• _ACTION ITEM_
Would you copy each line of the data below that has "OsString"?

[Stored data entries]
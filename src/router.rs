//! Event router: maps line edges, button presses and signals to levels.
//!
//! Every input ends up as an [`InputEvent`] on one queue. A single loop
//! drains it, so at most one level change is being handled at any time no
//! matter how many GPIO callbacks or signals fire at once.

use std::sync::Arc;

use backlight_hal::Level;
use tokio::sync::mpsc;
use tracing::{debug, error, info, warn};

use crate::config::ControllerConfig;
use crate::dimmer::{Dimmer, DimmerError};

/// Is the display on, given the monitored line level?
///
/// A high line means "on" unless the line is inverted (active low).
pub fn is_backlight_on(level: u8, invert: bool) -> bool {
    (level != 0) != invert
}

/// OS signals the daemon reacts to
#[derive(Debug, Clone, Copy, PartialEq, Eq)]
pub enum ControlSignal {
    /// SIGINT
    Interrupt,
    /// SIGTERM
    Terminate,
    /// SIGUSR1
    ForceOn,
    /// SIGUSR2
    ForceOff,
}

impl ControlSignal {
    pub fn signo(self) -> i32 {
        match self {
            ControlSignal::Interrupt => libc::SIGINT,
            ControlSignal::Terminate => libc::SIGTERM,
            ControlSignal::ForceOn => libc::SIGUSR1,
            ControlSignal::ForceOff => libc::SIGUSR2,
        }
    }

    /// Ends the daemon
    pub fn is_termination(self) -> bool {
        matches!(self, ControlSignal::Interrupt | ControlSignal::Terminate)
    }
}

#[derive(Debug, Clone, Copy, PartialEq, Eq)]
pub enum InputEvent {
    /// Either edge on the monitored line, with the new level
    Monitored { level: u8 },
    /// Rising edge on the toggle button
    ButtonPressed,
    Signal(ControlSignal),
}

pub struct EventRouter {
    config: Arc<ControllerConfig>,
    dimmer: Arc<Dimmer>,
}

impl EventRouter {
    pub fn new(config: Arc<ControllerConfig>, dimmer: Arc<Dimmer>) -> Self {
        Self { config, dimmer }
    }

    /// Set-point matching a monitored line level
    pub fn desired_level(&self, line_level: u8) -> Level {
        if is_backlight_on(line_level, self.config.invert) {
            self.config.level_on
        } else {
            self.config.level_off
        }
    }

    /// Where a button press goes from `current`
    ///
    /// Only exactly `level_on` counts as on; a level mid-fade or an unreadable
    /// channel counts as off, so the press turns the backlight on.
    pub fn toggle_target(&self, current: Option<Level>) -> Level {
        if current == Some(self.config.level_on) {
            self.config.level_off
        } else {
            self.config.level_on
        }
    }

    pub async fn on_monitored_edge(&self, level: u8) -> Result<(), DimmerError> {
        let target = self.desired_level(level);
        debug!(
            "gpio#{} level={}, set backlight={}",
            self.config.monitored_gpio, level, target
        );
        self.dimmer.set_level(target).await
    }

    pub async fn on_button_press(&self) -> Result<(), DimmerError> {
        let current = self.dimmer.current_level().ok();
        let target = self.toggle_target(current);
        if let Some(level) = current {
            if level != self.config.level_on && level != self.config.level_off {
                debug!("toggle pressed mid-fade at {}", level);
            }
        }
        debug!("toggle button, set backlight={}", target);
        self.dimmer.set_level(target).await
    }

    /// Handle a signal; returns the exit status when it ends the daemon
    pub async fn on_signal(&self, signal: ControlSignal) -> Result<Option<i32>, DimmerError> {
        match signal {
            ControlSignal::Interrupt | ControlSignal::Terminate => {
                info!("signal {}, exiting...", signal.signo());
                debug!("turning backlight on");
                // A failed final write still exits.
                if let Err(e) = self.dimmer.shutdown(self.config.level_on).await {
                    error!("final backlight write failed: {}", e);
                }
                Ok(Some(signal.signo()))
            }
            ControlSignal::ForceOn | ControlSignal::ForceOff if self.config.disable_user_signals => {
                debug!("signal {} ignored, user signals disabled", signal.signo());
                Ok(None)
            }
            ControlSignal::ForceOn => {
                debug!("signal USR1, turning display on");
                self.dimmer.set_level(self.config.level_on).await?;
                Ok(None)
            }
            ControlSignal::ForceOff => {
                debug!("signal USR2, turning display off");
                self.dimmer.set_level(self.config.level_off).await?;
                Ok(None)
            }
        }
    }

    pub async fn dispatch(&self, event: InputEvent) -> Result<Option<i32>, DimmerError> {
        match event {
            InputEvent::Monitored { level } => self.on_monitored_edge(level).await.map(|_| None),
            InputEvent::ButtonPressed => self.on_button_press().await.map(|_| None),
            InputEvent::Signal(signal) => self.on_signal(signal).await,
        }
    }

    /// Drain `events` until a termination signal; returns the exit status
    pub async fn run(&self, mut events: mpsc::UnboundedReceiver<InputEvent>) -> i32 {
        while let Some(event) = events.recv().await {
            match self.dispatch(event).await {
                Ok(Some(code)) => return code,
                Ok(None) => {}
                Err(e) => warn!("{:?} not handled: {}", event, e),
            }
        }
        debug!("event queue closed");
        0
    }
}

#[cfg(test)]
mod tests {
    use super::*;
    use crate::config::Settings;
    use backlight_hal::SimChannel;

    fn router(invert: bool, disable_user_signals: bool) -> (EventRouter, Arc<SimChannel>) {
        let config = ControllerConfig::from_settings(Settings {
            level_on: Some(800),
            level_off: Some(100),
            fade: Some(0.0),
            invert: Some(invert),
            disable_user_signals: Some(disable_user_signals),
            ..Default::default()
        })
        .unwrap();
        let sim = Arc::new(SimChannel::new(18));
        let dimmer = Dimmer::new(sim.clone(), &config).unwrap();
        (EventRouter::new(Arc::new(config), Arc::new(dimmer)), sim)
    }

    #[test]
    fn test_is_backlight_on_truth_table() {
        assert!(!is_backlight_on(0, false));
        assert!(is_backlight_on(0, true));
        assert!(is_backlight_on(1, false));
        assert!(!is_backlight_on(1, true));
        assert!(is_backlight_on(7, false));
        assert!(!is_backlight_on(7, true));
    }

    #[test]
    fn test_signal_numbers() {
        assert_eq!(ControlSignal::Interrupt.signo(), 2);
        assert_eq!(ControlSignal::Terminate.signo(), 15);
        assert!(ControlSignal::Terminate.is_termination());
        assert!(!ControlSignal::ForceOn.is_termination());
    }

    #[tokio::test]
    async fn test_desired_level_follows_invert() {
        let (r, _) = router(false, false);
        assert_eq!(r.desired_level(1), 800);
        assert_eq!(r.desired_level(0), 100);

        let (r, _) = router(true, false);
        assert_eq!(r.desired_level(1), 100);
        assert_eq!(r.desired_level(0), 800);
    }

    #[tokio::test]
    async fn test_toggle_policy() {
        let (r, _) = router(false, false);
        assert_eq!(r.toggle_target(Some(800)), 100);
        assert_eq!(r.toggle_target(Some(100)), 800);
        // Mid-fade counts as off
        assert_eq!(r.toggle_target(Some(450)), 800);
        assert_eq!(r.toggle_target(None), 800);
    }

    #[tokio::test]
    async fn test_button_toggles() {
        let (r, sim) = router(false, false);
        r.dispatch(InputEvent::ButtonPressed).await.unwrap();
        r.dispatch(InputEvent::ButtonPressed).await.unwrap();
        r.dispatch(InputEvent::ButtonPressed).await.unwrap();
        assert_eq!(sim.writes(), vec![800, 100, 800]);
    }

    #[tokio::test]
    async fn test_user_signals() {
        let (r, sim) = router(false, false);
        assert_eq!(
            r.dispatch(InputEvent::Signal(ControlSignal::ForceOff))
                .await
                .unwrap(),
            None
        );
        r.dispatch(InputEvent::Signal(ControlSignal::ForceOn))
            .await
            .unwrap();
        assert_eq!(sim.writes(), vec![100, 800]);

        let (r, sim) = router(false, true);
        r.dispatch(InputEvent::Signal(ControlSignal::ForceOff))
            .await
            .unwrap();
        assert_eq!(sim.write_count(), 0);
    }

    #[tokio::test]
    async fn test_termination_forces_on_and_exits() {
        let (r, sim) = router(false, false);
        r.dispatch(InputEvent::Monitored { level: 0 }).await.unwrap();

        let (tx, rx) = mpsc::unbounded_channel();
        tx.send(InputEvent::Signal(ControlSignal::Terminate)).unwrap();
        tx.send(InputEvent::Monitored { level: 0 }).unwrap();
        assert_eq!(r.run(rx).await, libc::SIGTERM);
        assert_eq!(sim.writes(), vec![100, 800]);
    }

    #[tokio::test]
    async fn test_failed_final_write_still_exits() {
        let (r, sim) = router(false, false);
        sim.fail_writes(true);
        let code = r
            .on_signal(ControlSignal::Terminate)
            .await
            .unwrap();
        assert_eq!(code, Some(libc::SIGTERM));
        assert_eq!(sim.write_count(), 0);
    }

    #[tokio::test]
    async fn test_errors_do_not_stop_the_loop() {
        let (r, sim) = router(false, false);
        sim.fail_writes(true);
        let (tx, rx) = mpsc::unbounded_channel();
        tx.send(InputEvent::Monitored { level: 1 }).unwrap();
        tx.send(InputEvent::Signal(ControlSignal::Interrupt)).unwrap();
        assert_eq!(r.run(rx).await, libc::SIGINT);
    }
}
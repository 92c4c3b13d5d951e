//! Daemon startup and run loop
//!
//! Startup order matters: the PWM frequency is negotiated before anything
//! else, so a mismatch exits before a callback, signal handler or worker
//! exists. Then:
//! - the initial backlight level is applied from the monitored line
//! - edge callbacks and signal listeners feed the router queue
//! - with `verbose`, a task logs the backlight state every few seconds

use std::sync::Arc;
use std::time::Duration;

use backlight_hal::{Board, Edge, EdgeCallback, HalError, InputLine, LineEdge, PwmChannel, MAX_PWM};
use thiserror::Error;
use tokio::sync::mpsc;
use tokio::task::JoinHandle;
use tracing::{debug, info, warn};

use crate::config::ControllerConfig;
use crate::dimmer::{Dimmer, DimmerError};
use crate::fade::FadeError;
use crate::router::{is_backlight_on, EventRouter, InputEvent};
use crate::signals;

/// How often `verbose` mode logs the backlight state
pub const REPORT_INTERVAL: Duration = Duration::from_secs(5);

#[derive(Error, Debug)]
pub enum DaemonError {
    /// Hardware settled on a different frequency than requested
    #[error("failed to set PWM frequency to {requested} Hz (suggested frequency: {suggested} Hz)")]
    FrequencyMismatch { requested: u32, suggested: u32 },

    #[error(transparent)]
    Hal(#[from] HalError),

    #[error(transparent)]
    Fade(#[from] FadeError),

    #[error(transparent)]
    Dimmer(#[from] DimmerError),

    #[error("signal setup: {0}")]
    Signal(#[from] std::io::Error),
}

#[derive(Debug, Clone, Copy)]
pub struct RunOptions {
    /// Log the backlight state periodically
    pub verbose: bool,
    /// Print the settings and stop
    pub info_only: bool,
    pub report_interval: Duration,
}

impl Default for RunOptions {
    fn default() -> Self {
        Self {
            verbose: false,
            info_only: false,
            report_interval: REPORT_INTERVAL,
        }
    }
}

/// Hardware acquired and configured, nothing running yet
pub struct Daemon {
    config: Arc<ControllerConfig>,
    channel: Arc<dyn PwmChannel>,
    monitored: Arc<dyn InputLine>,
    button: Option<Arc<dyn InputLine>>,
}

impl Daemon {
    /// Acquire the channel and lines, set the PWM range and frequency
    pub fn open(board: &dyn Board, config: ControllerConfig) -> Result<Self, DaemonError> {
        debug!("opening {} board", board.name());
        let channel = board.pwm_channel(config.backlight_gpio)?;
        channel.set_range(MAX_PWM)?;
        let negotiated = channel.set_frequency(config.frequency)?;
        if negotiated != config.frequency {
            return Err(DaemonError::FrequencyMismatch {
                requested: config.frequency,
                suggested: negotiated,
            });
        }

        let monitored = board.input_line(config.monitored_gpio)?;
        let button = config
            .button_gpio
            .map(|pin| board.input_line(pin))
            .transpose()?;

        Ok(Self {
            config: Arc::new(config),
            channel,
            monitored,
            button,
        })
    }

    pub fn config(&self) -> &ControllerConfig {
        &self.config
    }

    /// "on" or "off", from the monitored line
    pub fn backlight_state(&self) -> Result<&'static str, HalError> {
        backlight_state(self.monitored.as_ref(), self.config.invert)
    }

    /// Settings summary
    pub fn log_settings(&self) {
        let cfg = &self.config;
        info!("on level={}", cfg.level_on);
        info!("off level={}", cfg.level_off);
        if cfg.fading() {
            info!("fading {:.1}s", cfg.fade_duration.as_secs_f64());
        } else {
            info!("fading is off");
        }
        info!("backlight gpio#{}", cfg.backlight_gpio);
        info!(
            "monitored gpio#{}{}",
            cfg.monitored_gpio,
            if cfg.invert { " (inverted)" } else { "" }
        );
        if let Some(pin) = cfg.button_gpio {
            info!("toggle button gpio#{}", pin);
        }
        match self.backlight_state() {
            Ok(state) => info!("backlight is {}", state),
            Err(e) => warn!("backlight state unknown: {}", e),
        }
        info!("PWM frequency {}", cfg.frequency);
        info!("PWM range {}", self.channel.range());
        info!(
            "Signal USR1/USR2 {}",
            if cfg.disable_user_signals {
                "disabled"
            } else {
                "enabled"
            }
        );
    }

    /// Run until a termination signal; returns the exit status
    pub async fn serve(self, options: RunOptions) -> Result<i32, DaemonError> {
        let dimmer = Arc::new(Dimmer::new(Arc::clone(&self.channel), &self.config)?);
        let router = EventRouter::new(Arc::clone(&self.config), Arc::clone(&dimmer));

        // Initial state during startup
        let initial = self.monitored.read()?;
        if self.channel.duty_cycle().is_ok() {
            router.on_monitored_edge(initial).await?;
        } else {
            let level = router.desired_level(initial);
            debug!("PWM not set, writing initial level {} directly", level);
            dimmer.force_level(level)?;
        }

        let (events_tx, events_rx) = mpsc::unbounded_channel();
        let signal_tasks =
            signals::listen(events_tx.clone(), !self.config.disable_user_signals)?;

        if let Err(e) = self.watch_inputs(&events_tx) {
            self.stop_inputs(signal_tasks);
            return Err(e.into());
        }

        drop(events_tx);
        let reporter = options
            .verbose
            .then(|| self.spawn_reporter(options.report_interval));

        let code = router.run(events_rx).await;

        if let Some(reporter) = reporter {
            reporter.abort();
        }
        self.stop_inputs(signal_tasks);
        Ok(code)
    }

    /// Forward monitored edges and button presses to the router queue
    fn watch_inputs(&self, events: &mpsc::UnboundedSender<InputEvent>) -> Result<(), HalError> {
        debug!("monitoring gpio#{}", self.monitored.pin());
        self.monitored.on_edge(
            Edge::Both,
            forward_edges(events.clone(), |edge| InputEvent::Monitored {
                level: edge.level,
            }),
        )?;
        if let Some(button) = &self.button {
            debug!("toggle button on gpio#{}", button.pin());
            button.on_edge(
                Edge::Rising,
                forward_edges(events.clone(), |_| InputEvent::ButtonPressed),
            )?;
        }
        Ok(())
    }

    /// Stop the signal listeners and remove every edge callback
    fn stop_inputs(&self, signal_tasks: Vec<JoinHandle<()>>) {
        for task in signal_tasks {
            task.abort();
        }
        for line in std::iter::once(&self.monitored).chain(self.button.as_ref()) {
            if let Err(e) = line.clear_edge() {
                warn!("gpio#{} callback not removed: {}", line.pin(), e);
            }
        }
    }

    fn spawn_reporter(&self, every: Duration) -> JoinHandle<()> {
        let line = Arc::clone(&self.monitored);
        let invert = self.config.invert;
        tokio::spawn(async move {
            let mut interval = tokio::time::interval(every);
            loop {
                interval.tick().await;
                match backlight_state(line.as_ref(), invert) {
                    Ok(state) => info!("backlight is {}", state),
                    Err(e) => warn!("backlight state unknown: {}", e),
                }
            }
        })
    }
}

fn backlight_state(line: &dyn InputLine, invert: bool) -> Result<&'static str, HalError> {
    let level = line.read()?;
    debug!("monitored gpio#{} state={}", line.pin(), level);
    Ok(if is_backlight_on(level, invert) {
        "on"
    } else {
        "off"
    })
}

/// Edge callback that queues `to_event(edge)` for the router
fn forward_edges<F>(events: mpsc::UnboundedSender<InputEvent>, to_event: F) -> EdgeCallback
where
    F: Fn(LineEdge) -> InputEvent + Send + 'static,
{
    Box::new(move |edge: LineEdge| {
        if events.send(to_event(edge)).is_err() {
            debug!("gpio#{} edge dropped, router stopped", edge.pin);
        }
    })
}

/// Open the board, log the settings, and serve unless `info_only`
pub async fn run(
    board: &dyn Board,
    config: ControllerConfig,
    options: RunOptions,
) -> Result<i32, DaemonError> {
    let daemon = Daemon::open(board, config)?;
    daemon.log_settings();
    if options.info_only {
        info!("exiting...");
        return Ok(0);
    }
    daemon.serve(options).await
}
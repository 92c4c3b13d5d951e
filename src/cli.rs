// CLI definitions using clap

use clap::Parser;
use std::ffi::OsString;
use std::path::PathBuf;

use backlight_monitor::{ConfigError, Settings};

#[derive(Parser, Debug)]
#[command(name = "backlight-monitor")]
#[command(author, version, about = "Backlight monitoring daemon")]
#[command(allow_negative_numbers = true)]
pub struct Cli {
    /// Backlight level while the display is on (0-1023)
    pub level_on: Option<i64>,

    /// Backlight level while the display is off (0-1023)
    pub level_off: Option<i64>,

    /// GPIO driving the backlight PWM
    #[arg(short = 'P', long)]
    pub gpio: Option<u8>,

    /// GPIO to monitor
    #[arg(short = 'M', long)]
    pub monitored_gpio: Option<u8>,

    /// GPIO of a push-button that toggles the backlight
    #[arg(short = 'B', long)]
    pub button_gpio: Option<u8>,

    /// Monitored GPIO is active low
    #[arg(long, visible_alias = "active-low")]
    pub invert: bool,

    /// Fade time in seconds (0-60, 0 disables fading)
    #[arg(short, long, value_name = "SECONDS")]
    pub fade: Option<f64>,

    /// Backlight PWM frequency (100-1000 Hz)
    #[arg(short = 'F', long, value_name = "HZ")]
    pub frequency: Option<i64>,

    /// Ignore SIGUSR1/SIGUSR2 (backlight on/off), `-DU` also accepted
    #[arg(long, visible_alias = "du")]
    pub disable_user_signals: bool,

    /// Verbose output
    #[arg(short, long)]
    pub verbose: bool,

    /// Display settings and exit
    #[arg(short, long)]
    pub info: bool,

    /// Config file (default: ~/.config/backlight-monitor/config.toml if present)
    #[arg(short, long, value_name = "FILE")]
    pub config: Option<PathBuf>,

    /// Run against a simulated board; stdin lines on/off/press drive the inputs
    #[arg(long)]
    pub simulate: bool,
}

impl Cli {
    /// Parse `args`, accepting the single-dash `-DU` spelling
    pub fn parse_legacy<I, T>(args: I) -> Self
    where
        I: IntoIterator<Item = T>,
        T: Into<OsString>,
    {
        Self::parse_from(expand_legacy_flags(args))
    }

    /// Command-line settings, with the config file filling the gaps
    pub fn settings(&self) -> Result<Settings, ConfigError> {
        let cli = Settings {
            level_on: self.level_on,
            level_off: self.level_off,
            gpio: self.gpio,
            monitored_gpio: self.monitored_gpio,
            button_gpio: self.button_gpio,
            invert: self.invert.then_some(true),
            fade: self.fade,
            frequency: self.frequency,
            disable_user_signals: self.disable_user_signals.then_some(true),
        };

        let file = match &self.config {
            Some(path) => Settings::load(path)?,
            None => match Settings::default_path().filter(|path| path.exists()) {
                Some(path) => Settings::load(&path)?,
                None => Settings::default(),
            },
        };
        Ok(cli.or(file))
    }

    /// Info mode implies verbose output
    pub fn verbose(&self) -> bool {
        self.verbose || self.info
    }
}

/// Rewrite `-DU` to `--disable-user-signals`, up to a `--` separator
///
/// Clap shorts are a single character, so `-DU` would parse as `-D -U`.
pub fn expand_legacy_flags<I, T>(args: I) -> Vec<OsString>
where
    I: IntoIterator<Item = T>,
    T: Into<OsString>,
{
    let mut positional_only = false;
    args.into_iter()
        .map(Into::into)
        .map(|arg| {
            if arg == "--" {
                positional_only = true;
            }
            if !positional_only && arg == "-DU" {
                OsString::from("--disable-user-signals")
            } else {
                arg
            }
        })
        .collect()
}
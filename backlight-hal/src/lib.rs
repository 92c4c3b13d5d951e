//! Hardware abstraction for the backlight monitor
//!
//! The daemon only needs two things from the board: one PWM output that drives
//! the backlight and a few digital inputs it can watch for edges. Backends:
//!
//! - `sim` - in-memory board, records every write (tests, `--simulate`)
//! - `rpi` - Raspberry Pi hardware PWM and GPIO interrupts (feature `rpi`)

pub mod constants;
pub mod error;
pub mod sim;

#[cfg(all(feature = "rpi", target_os = "linux"))]
pub mod rpi;

pub use constants::{
    DEFAULT_BACKLIGHT_GPIO, DEFAULT_FADE_SECS, DEFAULT_FREQUENCY, DEFAULT_MONITORED_GPIO,
    MAX_FADE_SECS, MAX_FREQUENCY, MAX_PWM, MIN_FREQUENCY,
};
pub use error::HalError;
pub use sim::{SimBoard, SimChannel, SimLine};

#[cfg(all(feature = "rpi", target_os = "linux"))]
pub use rpi::RpiBoard;

use std::sync::Arc;

/// Duty-cycle value, `0..=range` of the channel
pub type Level = u16;

/// Which transitions of an input line fire a callback
#[derive(Debug, Clone, Copy, PartialEq, Eq)]
pub enum Edge {
    Rising,
    Falling,
    Both,
}

impl Edge {
    /// Does a transition to `level` match this edge selection?
    pub fn matches(&self, level: u8) -> bool {
        match self {
            Edge::Rising => level != 0,
            Edge::Falling => level == 0,
            Edge::Both => true,
        }
    }
}

/// A transition observed on an input line
#[derive(Debug, Clone, Copy, PartialEq, Eq)]
pub struct LineEdge {
    pub pin: u8,
    /// Level after the transition (0 or 1)
    pub level: u8,
}

/// Callback run from the driver's interrupt context on every matching edge
pub type EdgeCallback = Box<dyn FnMut(LineEdge) + Send + 'static>;

/// One PWM output
///
/// Implementations serialize access internally; every method takes `&self` so
/// the channel can be shared between the fade worker and shutdown paths.
pub trait PwmChannel: Send + Sync {
    /// GPIO this channel drives
    fn gpio(&self) -> u8;

    /// Write a duty cycle (clamped to the configured range)
    fn set_duty_cycle(&self, level: Level) -> Result<(), HalError>;

    /// Read back the duty cycle
    ///
    /// Fails with [`HalError::NotInitialized`] when nothing was written yet.
    fn duty_cycle(&self) -> Result<Level, HalError>;

    /// Set the full-scale value used by `set_duty_cycle`
    fn set_range(&self, max: Level) -> Result<(), HalError>;

    /// Current full-scale value
    fn range(&self) -> Level;

    /// Request a PWM frequency
    ///
    /// # Returns
    /// The frequency the hardware actually runs at. Callers compare it with the
    /// request; hardware that cannot hit the exact value reports the closest one.
    fn set_frequency(&self, hz: u32) -> Result<u32, HalError>;
}

/// One digital input
pub trait InputLine: Send + Sync {
    /// GPIO number
    fn pin(&self) -> u8;

    /// Current level (0 or 1)
    fn read(&self) -> Result<u8, HalError>;

    /// Register `callback` for `edge` transitions, replacing any previous one
    fn on_edge(&self, edge: Edge, callback: EdgeCallback) -> Result<(), HalError>;

    /// Remove the edge callback
    fn clear_edge(&self) -> Result<(), HalError>;
}

/// Factory for the channel and lines of one board
pub trait Board {
    /// Short backend name for logs
    fn name(&self) -> &'static str;

    fn pwm_channel(&self, gpio: u8) -> Result<Arc<dyn PwmChannel>, HalError>;

    fn input_line(&self, gpio: u8) -> Result<Arc<dyn InputLine>, HalError>;
}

• _WRITTEN REPLY_
use std::ffi::OsString;
        T: Into<OsString>,
pub fn expand_legacy_flags<I, T>(args: I) -> Vec<OsString>
    T: Into<OsString>,
                OsString::from("--disable-user-signals")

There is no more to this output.